_WHAT YOU HAVE TO DO_
Gather each line of the entries below that includes "await".

_DATA TO PROCESS_
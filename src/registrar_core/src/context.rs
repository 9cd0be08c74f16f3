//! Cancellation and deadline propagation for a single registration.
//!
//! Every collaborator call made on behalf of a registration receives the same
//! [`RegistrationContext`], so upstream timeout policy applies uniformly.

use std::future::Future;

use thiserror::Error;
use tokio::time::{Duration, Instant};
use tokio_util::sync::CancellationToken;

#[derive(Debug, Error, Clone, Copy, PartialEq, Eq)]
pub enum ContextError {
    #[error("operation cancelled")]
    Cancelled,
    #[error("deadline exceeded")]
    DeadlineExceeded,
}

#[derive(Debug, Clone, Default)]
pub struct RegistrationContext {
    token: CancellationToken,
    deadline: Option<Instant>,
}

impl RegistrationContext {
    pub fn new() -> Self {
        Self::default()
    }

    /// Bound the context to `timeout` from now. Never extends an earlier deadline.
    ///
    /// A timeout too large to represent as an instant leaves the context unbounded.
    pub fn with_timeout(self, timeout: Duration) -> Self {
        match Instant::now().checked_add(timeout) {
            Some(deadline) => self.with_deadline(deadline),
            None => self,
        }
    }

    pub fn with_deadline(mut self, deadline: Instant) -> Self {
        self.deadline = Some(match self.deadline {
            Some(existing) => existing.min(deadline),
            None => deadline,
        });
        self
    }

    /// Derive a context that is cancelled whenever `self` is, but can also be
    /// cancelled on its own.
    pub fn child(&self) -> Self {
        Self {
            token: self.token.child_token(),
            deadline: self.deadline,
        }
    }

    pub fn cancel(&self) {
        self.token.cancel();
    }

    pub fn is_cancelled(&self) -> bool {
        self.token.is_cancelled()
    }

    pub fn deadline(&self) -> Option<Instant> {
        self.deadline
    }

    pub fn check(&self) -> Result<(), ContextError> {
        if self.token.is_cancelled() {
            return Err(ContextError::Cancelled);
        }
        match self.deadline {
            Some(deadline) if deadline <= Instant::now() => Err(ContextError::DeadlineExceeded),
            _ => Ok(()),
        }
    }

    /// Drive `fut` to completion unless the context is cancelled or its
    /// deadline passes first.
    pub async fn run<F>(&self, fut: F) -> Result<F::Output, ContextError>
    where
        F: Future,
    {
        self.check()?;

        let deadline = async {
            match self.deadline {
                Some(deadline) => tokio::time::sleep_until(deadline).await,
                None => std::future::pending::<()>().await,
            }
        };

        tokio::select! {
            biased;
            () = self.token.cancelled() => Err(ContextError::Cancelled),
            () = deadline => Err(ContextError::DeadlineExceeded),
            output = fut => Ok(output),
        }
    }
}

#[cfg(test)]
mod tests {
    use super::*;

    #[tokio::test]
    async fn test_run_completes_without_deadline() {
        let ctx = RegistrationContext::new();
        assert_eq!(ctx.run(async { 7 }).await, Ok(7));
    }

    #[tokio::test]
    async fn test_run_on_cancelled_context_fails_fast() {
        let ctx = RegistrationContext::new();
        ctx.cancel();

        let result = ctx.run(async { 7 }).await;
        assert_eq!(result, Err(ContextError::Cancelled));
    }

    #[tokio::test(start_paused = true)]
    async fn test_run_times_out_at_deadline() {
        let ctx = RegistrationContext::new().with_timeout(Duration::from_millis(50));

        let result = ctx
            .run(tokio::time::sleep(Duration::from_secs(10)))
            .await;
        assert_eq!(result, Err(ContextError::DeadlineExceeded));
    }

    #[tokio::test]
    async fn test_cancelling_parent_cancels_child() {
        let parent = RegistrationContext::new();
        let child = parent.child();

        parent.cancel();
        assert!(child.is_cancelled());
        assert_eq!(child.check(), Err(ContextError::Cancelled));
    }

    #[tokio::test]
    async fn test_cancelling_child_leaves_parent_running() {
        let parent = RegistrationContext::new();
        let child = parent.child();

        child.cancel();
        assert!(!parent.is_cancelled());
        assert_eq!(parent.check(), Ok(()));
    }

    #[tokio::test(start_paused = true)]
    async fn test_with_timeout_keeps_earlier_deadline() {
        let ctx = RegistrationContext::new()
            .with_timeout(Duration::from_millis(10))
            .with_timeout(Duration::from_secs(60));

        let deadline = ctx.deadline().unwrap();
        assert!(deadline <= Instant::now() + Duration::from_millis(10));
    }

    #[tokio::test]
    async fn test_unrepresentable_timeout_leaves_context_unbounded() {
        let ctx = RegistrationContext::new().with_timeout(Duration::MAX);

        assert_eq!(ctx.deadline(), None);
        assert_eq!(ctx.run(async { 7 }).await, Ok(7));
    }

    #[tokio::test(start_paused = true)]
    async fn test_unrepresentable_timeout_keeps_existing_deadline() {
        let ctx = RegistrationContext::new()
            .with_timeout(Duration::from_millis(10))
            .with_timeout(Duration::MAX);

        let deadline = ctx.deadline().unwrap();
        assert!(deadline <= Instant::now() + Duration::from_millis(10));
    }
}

_FINAL ANSWER_
                Some(deadline) => tokio::time::sleep_until(deadline).await,
                None => std::future::pending::<()>().await,
        assert_eq!(ctx.run(async { 7 }).await, Ok(7));
        let result = ctx.run(async { 7 }).await;
            .await;
        assert_eq!(ctx.run(async { 7 }).await, Ok(7));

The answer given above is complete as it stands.